## WORK INSTRUCTIONS
Copy nothing but the lines below running from the line containing "for a resource." through the line containing "the shared equipment.", both end lines included.

┌──

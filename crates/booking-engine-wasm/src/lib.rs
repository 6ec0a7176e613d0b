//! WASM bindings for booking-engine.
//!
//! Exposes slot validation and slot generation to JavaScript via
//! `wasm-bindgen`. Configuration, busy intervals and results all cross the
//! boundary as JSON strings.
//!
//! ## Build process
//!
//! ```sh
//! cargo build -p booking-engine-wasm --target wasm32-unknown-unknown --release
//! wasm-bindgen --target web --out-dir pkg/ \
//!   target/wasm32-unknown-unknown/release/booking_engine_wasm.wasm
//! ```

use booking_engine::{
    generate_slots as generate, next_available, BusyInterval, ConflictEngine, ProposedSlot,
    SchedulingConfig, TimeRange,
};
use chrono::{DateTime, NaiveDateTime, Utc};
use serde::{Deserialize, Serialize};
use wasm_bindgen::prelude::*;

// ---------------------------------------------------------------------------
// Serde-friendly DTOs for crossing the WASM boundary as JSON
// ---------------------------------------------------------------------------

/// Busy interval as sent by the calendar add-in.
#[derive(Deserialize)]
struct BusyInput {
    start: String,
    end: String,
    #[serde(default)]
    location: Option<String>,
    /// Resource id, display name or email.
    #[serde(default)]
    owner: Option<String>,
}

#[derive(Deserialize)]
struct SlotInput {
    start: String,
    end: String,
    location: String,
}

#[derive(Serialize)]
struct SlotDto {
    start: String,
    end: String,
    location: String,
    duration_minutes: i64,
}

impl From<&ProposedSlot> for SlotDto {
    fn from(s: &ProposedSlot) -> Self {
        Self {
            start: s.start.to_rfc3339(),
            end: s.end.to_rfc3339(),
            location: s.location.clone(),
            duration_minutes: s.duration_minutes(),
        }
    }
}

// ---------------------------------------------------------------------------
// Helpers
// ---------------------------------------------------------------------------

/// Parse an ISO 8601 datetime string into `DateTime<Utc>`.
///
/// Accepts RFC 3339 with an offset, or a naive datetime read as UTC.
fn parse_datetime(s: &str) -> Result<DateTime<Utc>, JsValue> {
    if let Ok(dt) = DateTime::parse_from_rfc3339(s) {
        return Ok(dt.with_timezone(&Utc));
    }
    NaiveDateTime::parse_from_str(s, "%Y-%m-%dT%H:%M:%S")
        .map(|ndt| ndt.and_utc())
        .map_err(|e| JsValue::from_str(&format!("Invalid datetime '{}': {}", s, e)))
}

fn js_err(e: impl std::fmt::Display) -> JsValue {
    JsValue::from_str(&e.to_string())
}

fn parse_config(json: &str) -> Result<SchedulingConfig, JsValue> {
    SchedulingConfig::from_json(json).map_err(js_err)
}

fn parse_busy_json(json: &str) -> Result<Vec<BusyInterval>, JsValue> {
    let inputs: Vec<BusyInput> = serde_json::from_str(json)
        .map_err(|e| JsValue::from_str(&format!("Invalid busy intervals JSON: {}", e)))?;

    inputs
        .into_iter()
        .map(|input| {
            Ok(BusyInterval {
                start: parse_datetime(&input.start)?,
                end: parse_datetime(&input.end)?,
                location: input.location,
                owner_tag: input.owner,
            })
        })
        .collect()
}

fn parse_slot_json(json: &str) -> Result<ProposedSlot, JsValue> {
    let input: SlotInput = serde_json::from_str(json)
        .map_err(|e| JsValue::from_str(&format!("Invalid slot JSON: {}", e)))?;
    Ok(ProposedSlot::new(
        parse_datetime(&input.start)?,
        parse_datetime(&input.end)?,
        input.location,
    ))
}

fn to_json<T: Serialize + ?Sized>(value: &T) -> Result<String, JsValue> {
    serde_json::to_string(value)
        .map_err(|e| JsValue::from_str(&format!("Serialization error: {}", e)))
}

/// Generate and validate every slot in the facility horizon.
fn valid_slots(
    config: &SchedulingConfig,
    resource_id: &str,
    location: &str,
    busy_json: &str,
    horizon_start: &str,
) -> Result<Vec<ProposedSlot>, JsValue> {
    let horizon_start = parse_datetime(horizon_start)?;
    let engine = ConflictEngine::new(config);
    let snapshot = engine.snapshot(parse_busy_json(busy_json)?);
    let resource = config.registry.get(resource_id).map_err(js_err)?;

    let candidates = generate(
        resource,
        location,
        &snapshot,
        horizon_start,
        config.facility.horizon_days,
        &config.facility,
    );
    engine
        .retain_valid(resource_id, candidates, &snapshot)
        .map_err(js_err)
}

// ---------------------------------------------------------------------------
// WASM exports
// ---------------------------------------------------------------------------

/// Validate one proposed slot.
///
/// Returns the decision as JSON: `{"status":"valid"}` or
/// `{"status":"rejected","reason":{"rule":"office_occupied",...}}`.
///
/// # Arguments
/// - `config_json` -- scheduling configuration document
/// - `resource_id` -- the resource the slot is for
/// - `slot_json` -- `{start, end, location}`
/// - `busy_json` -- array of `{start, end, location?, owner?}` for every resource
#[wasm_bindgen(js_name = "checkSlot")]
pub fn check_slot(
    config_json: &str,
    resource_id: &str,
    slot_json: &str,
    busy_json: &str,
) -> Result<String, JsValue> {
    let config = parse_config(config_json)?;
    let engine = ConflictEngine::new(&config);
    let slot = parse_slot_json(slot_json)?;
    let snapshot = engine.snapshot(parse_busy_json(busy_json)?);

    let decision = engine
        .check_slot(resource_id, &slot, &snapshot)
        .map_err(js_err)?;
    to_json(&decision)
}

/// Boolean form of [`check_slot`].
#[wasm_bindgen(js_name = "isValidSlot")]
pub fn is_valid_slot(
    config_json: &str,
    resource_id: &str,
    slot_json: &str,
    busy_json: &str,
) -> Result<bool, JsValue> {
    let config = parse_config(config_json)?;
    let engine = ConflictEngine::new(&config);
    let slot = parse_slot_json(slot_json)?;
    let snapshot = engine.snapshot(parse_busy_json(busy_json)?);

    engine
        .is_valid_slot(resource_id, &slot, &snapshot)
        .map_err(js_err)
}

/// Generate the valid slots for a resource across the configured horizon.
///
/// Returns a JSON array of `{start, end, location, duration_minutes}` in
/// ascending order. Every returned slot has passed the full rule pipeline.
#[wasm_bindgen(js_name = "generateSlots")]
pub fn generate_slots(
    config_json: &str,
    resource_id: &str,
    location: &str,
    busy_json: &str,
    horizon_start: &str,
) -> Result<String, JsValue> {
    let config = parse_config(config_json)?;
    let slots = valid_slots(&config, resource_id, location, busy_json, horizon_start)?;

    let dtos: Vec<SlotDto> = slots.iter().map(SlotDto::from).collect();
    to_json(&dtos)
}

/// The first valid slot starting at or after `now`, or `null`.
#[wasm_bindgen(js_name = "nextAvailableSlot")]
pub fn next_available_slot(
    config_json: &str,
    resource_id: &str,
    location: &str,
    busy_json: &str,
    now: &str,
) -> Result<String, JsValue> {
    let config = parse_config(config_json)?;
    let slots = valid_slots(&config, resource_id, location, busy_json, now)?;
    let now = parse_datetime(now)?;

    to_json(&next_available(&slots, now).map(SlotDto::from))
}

└──
┌──

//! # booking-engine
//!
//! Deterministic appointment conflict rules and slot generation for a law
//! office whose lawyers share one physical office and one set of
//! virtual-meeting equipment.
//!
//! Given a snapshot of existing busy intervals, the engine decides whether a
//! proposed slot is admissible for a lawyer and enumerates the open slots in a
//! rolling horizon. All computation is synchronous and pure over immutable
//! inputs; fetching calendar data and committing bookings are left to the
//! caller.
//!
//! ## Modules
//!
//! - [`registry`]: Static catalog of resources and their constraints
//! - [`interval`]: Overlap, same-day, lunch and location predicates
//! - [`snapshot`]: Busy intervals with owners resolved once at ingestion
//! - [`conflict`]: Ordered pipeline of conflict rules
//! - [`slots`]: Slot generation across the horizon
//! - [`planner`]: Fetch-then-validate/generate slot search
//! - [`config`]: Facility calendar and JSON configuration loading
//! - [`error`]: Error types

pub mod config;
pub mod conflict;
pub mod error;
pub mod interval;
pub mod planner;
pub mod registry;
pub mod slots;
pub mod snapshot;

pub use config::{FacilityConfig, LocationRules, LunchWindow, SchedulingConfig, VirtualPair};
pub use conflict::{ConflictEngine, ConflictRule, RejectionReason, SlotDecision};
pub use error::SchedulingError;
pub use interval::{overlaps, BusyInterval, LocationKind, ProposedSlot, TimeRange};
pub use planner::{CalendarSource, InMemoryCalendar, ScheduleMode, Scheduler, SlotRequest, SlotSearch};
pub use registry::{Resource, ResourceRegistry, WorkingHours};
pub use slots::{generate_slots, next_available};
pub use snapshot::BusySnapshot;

└──
┌──

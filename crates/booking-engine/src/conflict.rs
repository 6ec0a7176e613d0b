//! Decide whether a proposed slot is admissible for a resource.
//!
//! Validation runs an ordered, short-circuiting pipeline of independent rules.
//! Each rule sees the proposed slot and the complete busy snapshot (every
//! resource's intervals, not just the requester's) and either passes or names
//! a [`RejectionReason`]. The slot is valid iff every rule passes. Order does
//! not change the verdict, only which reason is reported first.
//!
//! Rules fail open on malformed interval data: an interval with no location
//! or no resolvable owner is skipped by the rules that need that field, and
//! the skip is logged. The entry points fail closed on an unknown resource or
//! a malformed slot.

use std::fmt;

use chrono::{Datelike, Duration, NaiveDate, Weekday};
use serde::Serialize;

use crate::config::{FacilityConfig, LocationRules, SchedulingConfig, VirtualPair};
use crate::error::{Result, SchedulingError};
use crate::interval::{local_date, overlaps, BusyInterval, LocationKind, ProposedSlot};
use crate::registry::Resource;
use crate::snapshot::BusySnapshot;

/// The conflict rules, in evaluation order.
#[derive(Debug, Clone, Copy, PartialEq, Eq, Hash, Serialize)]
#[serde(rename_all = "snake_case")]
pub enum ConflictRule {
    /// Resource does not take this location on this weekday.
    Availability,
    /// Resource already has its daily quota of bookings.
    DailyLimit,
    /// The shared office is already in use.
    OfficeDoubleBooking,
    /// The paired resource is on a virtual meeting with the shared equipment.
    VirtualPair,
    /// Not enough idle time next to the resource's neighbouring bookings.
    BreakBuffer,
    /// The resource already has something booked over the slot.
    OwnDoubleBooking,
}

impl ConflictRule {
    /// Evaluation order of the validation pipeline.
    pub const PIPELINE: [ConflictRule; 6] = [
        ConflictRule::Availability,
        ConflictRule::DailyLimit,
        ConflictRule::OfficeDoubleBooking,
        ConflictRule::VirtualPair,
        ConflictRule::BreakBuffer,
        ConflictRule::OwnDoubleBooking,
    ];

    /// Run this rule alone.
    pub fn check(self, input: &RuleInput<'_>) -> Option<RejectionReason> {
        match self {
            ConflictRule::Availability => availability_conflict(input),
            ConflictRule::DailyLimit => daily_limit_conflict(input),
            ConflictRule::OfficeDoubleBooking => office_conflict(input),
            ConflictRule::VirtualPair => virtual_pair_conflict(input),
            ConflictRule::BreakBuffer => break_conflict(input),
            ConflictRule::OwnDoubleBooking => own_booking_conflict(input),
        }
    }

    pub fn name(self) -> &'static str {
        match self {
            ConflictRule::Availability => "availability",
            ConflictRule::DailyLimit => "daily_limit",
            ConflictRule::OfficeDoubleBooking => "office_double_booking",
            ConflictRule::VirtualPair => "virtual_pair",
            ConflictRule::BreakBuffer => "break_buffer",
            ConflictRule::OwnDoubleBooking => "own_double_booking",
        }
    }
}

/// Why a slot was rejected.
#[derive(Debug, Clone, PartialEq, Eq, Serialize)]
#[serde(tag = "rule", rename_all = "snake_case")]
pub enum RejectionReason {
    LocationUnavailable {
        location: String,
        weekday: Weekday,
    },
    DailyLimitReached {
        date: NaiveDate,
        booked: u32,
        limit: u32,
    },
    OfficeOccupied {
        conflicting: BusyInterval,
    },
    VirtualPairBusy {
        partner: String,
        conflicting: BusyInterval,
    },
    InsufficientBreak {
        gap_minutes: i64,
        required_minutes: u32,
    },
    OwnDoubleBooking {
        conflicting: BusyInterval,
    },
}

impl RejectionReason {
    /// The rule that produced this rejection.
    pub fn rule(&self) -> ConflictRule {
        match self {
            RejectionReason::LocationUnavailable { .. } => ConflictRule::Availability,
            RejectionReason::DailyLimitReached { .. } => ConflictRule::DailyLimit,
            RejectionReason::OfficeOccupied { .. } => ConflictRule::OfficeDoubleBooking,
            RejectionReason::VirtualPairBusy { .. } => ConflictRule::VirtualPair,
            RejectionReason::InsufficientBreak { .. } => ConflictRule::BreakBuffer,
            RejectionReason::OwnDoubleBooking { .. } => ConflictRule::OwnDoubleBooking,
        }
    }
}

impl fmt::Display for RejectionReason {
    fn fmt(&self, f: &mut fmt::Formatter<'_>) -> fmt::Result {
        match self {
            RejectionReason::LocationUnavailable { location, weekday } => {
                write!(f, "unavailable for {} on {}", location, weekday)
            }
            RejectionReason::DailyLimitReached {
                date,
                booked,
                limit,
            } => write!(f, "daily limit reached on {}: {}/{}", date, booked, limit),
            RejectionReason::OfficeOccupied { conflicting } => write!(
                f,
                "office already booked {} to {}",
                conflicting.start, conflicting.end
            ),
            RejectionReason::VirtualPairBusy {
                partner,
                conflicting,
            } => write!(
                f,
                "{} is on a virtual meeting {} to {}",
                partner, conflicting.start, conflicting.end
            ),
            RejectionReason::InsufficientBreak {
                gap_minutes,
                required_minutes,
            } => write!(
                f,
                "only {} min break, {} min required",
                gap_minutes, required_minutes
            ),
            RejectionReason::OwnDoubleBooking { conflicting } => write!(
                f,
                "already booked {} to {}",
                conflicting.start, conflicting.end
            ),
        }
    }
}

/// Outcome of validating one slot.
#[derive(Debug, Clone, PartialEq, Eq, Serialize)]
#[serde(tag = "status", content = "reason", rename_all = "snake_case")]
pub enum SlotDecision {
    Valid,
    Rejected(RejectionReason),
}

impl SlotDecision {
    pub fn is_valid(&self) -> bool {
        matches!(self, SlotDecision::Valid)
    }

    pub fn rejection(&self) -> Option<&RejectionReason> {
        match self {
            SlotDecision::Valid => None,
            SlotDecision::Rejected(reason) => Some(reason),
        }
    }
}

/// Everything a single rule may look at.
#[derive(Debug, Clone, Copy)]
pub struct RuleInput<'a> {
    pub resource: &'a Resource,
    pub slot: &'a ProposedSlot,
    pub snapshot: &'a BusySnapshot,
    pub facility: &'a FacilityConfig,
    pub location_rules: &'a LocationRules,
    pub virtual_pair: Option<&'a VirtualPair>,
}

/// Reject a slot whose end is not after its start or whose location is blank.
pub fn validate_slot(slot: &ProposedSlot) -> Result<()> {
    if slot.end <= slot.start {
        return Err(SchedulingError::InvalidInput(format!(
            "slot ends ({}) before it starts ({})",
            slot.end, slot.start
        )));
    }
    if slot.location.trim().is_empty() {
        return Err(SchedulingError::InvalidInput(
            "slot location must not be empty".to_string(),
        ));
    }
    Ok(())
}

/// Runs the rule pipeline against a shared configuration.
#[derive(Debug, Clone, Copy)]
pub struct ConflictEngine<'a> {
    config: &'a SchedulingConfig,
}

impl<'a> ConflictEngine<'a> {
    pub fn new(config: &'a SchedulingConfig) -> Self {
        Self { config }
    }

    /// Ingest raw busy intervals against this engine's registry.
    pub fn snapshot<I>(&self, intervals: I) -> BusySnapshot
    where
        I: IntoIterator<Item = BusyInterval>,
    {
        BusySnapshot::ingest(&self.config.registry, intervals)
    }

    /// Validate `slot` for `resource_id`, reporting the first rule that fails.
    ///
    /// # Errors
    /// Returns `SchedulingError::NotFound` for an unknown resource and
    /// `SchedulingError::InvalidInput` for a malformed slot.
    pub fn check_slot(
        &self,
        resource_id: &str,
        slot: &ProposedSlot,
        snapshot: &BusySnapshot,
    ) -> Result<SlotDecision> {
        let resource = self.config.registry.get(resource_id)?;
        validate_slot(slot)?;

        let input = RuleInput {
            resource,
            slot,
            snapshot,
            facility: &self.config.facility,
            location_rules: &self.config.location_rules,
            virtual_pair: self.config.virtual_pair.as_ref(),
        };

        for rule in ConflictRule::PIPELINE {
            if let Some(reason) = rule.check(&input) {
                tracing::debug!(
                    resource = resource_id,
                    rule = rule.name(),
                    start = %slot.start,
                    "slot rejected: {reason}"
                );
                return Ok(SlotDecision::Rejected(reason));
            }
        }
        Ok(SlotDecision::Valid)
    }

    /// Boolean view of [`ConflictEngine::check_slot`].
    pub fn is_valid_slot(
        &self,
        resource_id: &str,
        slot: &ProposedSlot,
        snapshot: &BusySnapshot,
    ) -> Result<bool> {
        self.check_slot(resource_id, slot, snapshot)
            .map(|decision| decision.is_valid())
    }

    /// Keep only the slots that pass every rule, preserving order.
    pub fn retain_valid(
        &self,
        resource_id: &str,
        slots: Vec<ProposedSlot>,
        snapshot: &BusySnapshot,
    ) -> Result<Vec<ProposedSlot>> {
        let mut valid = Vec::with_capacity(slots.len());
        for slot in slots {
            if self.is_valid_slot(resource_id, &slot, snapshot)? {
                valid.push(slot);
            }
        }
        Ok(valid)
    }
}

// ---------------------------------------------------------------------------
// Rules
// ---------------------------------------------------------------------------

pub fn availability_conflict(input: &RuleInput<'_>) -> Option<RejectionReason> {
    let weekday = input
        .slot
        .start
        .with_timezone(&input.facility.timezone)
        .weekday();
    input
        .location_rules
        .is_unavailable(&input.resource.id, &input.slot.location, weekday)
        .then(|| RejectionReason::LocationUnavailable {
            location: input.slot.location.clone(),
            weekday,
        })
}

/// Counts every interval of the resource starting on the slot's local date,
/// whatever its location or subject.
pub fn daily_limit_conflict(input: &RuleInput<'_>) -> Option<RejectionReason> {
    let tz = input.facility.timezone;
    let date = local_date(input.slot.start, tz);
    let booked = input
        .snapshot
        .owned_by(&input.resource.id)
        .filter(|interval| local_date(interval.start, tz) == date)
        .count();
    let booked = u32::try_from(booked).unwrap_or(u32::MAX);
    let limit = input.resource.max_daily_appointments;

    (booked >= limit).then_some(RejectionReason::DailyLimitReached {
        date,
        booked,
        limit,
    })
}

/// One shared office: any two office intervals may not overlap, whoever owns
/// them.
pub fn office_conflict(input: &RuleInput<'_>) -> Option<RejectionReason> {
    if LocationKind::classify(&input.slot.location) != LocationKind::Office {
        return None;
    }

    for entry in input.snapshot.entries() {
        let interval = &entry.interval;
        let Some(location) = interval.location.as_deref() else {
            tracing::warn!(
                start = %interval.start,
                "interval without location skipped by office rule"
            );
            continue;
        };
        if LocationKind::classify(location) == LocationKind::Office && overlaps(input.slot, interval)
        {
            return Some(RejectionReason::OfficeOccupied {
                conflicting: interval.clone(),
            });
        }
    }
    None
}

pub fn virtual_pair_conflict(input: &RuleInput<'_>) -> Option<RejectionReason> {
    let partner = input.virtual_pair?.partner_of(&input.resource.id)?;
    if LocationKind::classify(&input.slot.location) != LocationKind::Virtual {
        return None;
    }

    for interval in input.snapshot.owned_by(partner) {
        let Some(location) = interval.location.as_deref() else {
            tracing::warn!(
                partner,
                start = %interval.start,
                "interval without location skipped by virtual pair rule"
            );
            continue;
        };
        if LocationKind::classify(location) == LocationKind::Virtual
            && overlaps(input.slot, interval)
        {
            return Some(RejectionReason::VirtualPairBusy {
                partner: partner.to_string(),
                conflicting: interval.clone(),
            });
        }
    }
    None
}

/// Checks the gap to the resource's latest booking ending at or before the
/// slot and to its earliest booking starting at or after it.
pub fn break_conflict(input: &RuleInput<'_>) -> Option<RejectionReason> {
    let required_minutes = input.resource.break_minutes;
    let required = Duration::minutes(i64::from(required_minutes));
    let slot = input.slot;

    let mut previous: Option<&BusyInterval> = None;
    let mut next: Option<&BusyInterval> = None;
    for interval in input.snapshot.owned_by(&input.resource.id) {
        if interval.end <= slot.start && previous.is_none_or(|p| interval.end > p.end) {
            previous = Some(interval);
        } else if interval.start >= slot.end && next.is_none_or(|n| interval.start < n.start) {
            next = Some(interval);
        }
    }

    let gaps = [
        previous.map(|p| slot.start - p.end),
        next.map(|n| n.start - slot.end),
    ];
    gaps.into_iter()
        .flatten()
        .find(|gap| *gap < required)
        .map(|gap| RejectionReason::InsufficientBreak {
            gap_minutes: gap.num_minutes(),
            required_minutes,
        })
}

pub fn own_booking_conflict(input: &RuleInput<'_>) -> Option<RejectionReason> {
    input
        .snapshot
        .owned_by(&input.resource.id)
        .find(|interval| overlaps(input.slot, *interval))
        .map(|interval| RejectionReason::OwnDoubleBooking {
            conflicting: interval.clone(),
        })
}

└──

## RESULT FOR THIS EXERCISE
//! Decide whether a proposed slot is admissible for a resource.
//!
//! Validation runs an ordered, short-circuiting pipeline of independent rules.
//! Each rule sees the proposed slot and the complete busy snapshot (every
//! resource's intervals, not just the requester's) and either passes or names
//! a [`RejectionReason`]. The slot is valid iff every rule passes. Order does
//! not change the verdict, only which reason is reported first.
//!
//! Rules fail open on malformed interval data: an interval with no location
//! or no resolvable owner is skipped by the rules that need that field, and
//! the skip is logged. The entry points fail closed on an unknown resource or
//! a malformed slot.

use std::fmt;

use chrono::{Datelike, Duration, NaiveDate, Weekday};
use serde::Serialize;

use crate::config::{FacilityConfig, LocationRules, SchedulingConfig, VirtualPair};
use crate::error::{Result, SchedulingError};
use crate::interval::{local_date, overlaps, BusyInterval, LocationKind, ProposedSlot};
use crate::registry::Resource;
use crate::snapshot::BusySnapshot;

/// The conflict rules, in evaluation order.
#[derive(Debug, Clone, Copy, PartialEq, Eq, Hash, Serialize)]
#[serde(rename_all = "snake_case")]
pub enum ConflictRule {
    /// Resource does not take this location on this weekday.
    Availability,
    /// Resource already has its daily quota of bookings.
    DailyLimit,
    /// The shared office is already in use.
    OfficeDoubleBooking,
    /// The paired resource is on a virtual meeting with the shared equipment.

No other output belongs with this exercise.